What you are asked to do: Scan the material below and copy every line holding the word "HashMap".

□ □ □ □

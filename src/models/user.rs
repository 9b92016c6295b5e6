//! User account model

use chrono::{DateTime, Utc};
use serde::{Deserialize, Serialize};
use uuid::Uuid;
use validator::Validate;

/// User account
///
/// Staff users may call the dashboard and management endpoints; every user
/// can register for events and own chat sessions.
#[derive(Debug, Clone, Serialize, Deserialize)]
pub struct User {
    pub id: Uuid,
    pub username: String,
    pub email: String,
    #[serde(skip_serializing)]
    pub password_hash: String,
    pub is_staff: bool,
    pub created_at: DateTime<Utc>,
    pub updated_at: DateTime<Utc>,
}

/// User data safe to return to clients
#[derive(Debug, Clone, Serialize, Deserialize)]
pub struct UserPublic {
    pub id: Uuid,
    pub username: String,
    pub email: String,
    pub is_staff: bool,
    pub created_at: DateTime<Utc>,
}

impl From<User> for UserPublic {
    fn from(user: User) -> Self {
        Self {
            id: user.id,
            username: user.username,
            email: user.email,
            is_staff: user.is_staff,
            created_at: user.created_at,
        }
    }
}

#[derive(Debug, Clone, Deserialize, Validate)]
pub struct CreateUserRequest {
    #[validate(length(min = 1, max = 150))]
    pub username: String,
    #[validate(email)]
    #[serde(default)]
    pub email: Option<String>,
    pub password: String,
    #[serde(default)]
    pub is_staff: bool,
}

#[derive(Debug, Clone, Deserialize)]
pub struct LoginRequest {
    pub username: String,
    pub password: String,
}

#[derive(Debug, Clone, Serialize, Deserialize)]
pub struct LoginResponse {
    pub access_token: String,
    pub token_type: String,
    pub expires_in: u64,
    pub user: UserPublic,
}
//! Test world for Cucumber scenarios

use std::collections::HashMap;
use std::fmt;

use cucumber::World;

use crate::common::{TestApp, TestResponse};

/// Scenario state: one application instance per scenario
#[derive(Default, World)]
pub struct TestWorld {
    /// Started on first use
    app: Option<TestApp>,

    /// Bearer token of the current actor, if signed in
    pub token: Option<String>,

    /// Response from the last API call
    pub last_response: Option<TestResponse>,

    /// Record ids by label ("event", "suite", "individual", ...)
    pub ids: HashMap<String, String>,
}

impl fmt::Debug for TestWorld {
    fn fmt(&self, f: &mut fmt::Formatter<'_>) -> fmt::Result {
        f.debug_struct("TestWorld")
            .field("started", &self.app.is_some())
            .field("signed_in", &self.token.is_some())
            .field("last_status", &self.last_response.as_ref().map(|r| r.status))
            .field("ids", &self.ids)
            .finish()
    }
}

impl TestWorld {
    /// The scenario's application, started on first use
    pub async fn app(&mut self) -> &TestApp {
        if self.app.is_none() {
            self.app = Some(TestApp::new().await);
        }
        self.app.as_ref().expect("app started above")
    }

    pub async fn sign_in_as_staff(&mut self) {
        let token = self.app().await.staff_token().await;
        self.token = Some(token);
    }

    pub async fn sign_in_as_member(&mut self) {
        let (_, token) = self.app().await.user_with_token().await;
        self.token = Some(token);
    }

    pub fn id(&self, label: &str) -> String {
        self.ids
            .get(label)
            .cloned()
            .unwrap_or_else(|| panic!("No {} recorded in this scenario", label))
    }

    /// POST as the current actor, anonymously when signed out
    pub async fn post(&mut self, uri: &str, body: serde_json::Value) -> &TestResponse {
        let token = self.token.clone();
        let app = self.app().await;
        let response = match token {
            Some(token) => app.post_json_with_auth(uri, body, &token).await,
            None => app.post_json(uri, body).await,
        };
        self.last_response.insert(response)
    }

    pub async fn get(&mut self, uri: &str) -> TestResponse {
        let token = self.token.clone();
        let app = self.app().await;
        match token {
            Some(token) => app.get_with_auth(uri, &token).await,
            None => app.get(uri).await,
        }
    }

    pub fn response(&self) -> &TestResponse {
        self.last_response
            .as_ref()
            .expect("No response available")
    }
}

□ □ □ □

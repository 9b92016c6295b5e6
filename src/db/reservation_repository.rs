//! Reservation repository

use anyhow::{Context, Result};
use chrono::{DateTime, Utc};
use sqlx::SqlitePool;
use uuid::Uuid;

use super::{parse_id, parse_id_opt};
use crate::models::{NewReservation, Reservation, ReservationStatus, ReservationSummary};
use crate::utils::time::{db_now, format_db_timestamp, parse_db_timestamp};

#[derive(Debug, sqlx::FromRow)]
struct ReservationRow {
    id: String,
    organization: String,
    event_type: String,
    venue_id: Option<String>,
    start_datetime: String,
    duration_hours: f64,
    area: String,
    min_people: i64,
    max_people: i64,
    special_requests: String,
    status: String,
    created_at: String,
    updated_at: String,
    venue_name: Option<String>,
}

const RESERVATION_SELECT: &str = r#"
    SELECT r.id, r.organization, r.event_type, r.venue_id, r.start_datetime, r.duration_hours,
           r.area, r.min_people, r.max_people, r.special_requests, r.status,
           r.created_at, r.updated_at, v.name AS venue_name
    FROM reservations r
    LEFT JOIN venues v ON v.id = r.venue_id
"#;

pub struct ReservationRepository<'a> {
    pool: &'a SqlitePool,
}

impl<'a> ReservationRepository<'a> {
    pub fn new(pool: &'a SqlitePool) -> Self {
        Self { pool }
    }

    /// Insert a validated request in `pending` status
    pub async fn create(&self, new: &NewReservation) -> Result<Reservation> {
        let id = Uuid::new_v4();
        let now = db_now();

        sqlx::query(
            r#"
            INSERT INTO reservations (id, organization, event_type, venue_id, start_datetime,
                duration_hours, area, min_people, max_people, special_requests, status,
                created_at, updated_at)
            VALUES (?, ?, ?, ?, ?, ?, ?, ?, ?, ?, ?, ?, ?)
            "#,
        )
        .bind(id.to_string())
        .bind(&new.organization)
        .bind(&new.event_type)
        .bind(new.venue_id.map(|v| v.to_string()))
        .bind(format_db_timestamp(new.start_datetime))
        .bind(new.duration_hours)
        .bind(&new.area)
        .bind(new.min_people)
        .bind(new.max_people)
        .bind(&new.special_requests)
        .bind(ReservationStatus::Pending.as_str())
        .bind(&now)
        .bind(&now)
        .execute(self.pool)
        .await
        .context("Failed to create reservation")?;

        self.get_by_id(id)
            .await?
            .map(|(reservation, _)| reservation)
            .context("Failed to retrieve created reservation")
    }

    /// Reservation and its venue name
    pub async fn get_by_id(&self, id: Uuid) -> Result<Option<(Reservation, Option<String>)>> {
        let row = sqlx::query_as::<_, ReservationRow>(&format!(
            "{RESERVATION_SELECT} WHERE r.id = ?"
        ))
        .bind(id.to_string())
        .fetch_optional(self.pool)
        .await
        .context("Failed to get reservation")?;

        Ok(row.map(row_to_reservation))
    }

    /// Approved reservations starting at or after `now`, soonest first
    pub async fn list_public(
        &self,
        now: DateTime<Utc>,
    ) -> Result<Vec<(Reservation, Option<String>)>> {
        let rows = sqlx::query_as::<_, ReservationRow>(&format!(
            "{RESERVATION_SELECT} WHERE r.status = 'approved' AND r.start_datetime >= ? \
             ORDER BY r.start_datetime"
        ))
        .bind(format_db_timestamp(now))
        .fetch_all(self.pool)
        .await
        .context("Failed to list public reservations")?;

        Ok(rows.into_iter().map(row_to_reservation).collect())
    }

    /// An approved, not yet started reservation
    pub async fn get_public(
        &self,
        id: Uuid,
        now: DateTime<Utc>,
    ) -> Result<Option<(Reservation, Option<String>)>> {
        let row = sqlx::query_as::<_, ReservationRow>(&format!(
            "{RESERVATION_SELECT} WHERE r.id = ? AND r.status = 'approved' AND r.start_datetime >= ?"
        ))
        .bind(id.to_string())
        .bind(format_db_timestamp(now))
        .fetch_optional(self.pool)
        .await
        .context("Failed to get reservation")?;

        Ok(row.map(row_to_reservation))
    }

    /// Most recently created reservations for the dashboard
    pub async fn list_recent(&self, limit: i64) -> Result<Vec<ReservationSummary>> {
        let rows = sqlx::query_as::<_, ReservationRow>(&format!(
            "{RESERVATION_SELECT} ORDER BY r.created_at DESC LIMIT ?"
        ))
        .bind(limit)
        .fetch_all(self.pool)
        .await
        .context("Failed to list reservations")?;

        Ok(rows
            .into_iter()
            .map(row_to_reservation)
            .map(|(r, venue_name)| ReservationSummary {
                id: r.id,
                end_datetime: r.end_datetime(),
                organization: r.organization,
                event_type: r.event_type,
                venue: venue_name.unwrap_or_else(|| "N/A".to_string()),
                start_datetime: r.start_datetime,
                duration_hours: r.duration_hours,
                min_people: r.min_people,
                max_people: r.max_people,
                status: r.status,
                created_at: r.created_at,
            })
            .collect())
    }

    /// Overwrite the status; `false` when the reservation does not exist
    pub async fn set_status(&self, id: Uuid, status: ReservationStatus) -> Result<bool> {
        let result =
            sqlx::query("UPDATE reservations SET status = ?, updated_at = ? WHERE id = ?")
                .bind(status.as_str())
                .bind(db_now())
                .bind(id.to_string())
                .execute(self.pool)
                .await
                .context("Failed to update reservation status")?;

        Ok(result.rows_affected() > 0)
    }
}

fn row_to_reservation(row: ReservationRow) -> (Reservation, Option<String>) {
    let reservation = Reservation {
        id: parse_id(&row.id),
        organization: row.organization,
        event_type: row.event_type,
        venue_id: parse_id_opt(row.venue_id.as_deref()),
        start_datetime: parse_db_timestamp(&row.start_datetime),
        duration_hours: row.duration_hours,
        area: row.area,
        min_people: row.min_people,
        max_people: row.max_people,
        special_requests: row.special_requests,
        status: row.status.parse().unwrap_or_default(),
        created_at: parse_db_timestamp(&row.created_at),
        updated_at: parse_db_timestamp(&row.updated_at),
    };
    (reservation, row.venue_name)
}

□ □ □ □

Expected answer:
use std::collections::HashMap;
    pub ids: HashMap<String, String>,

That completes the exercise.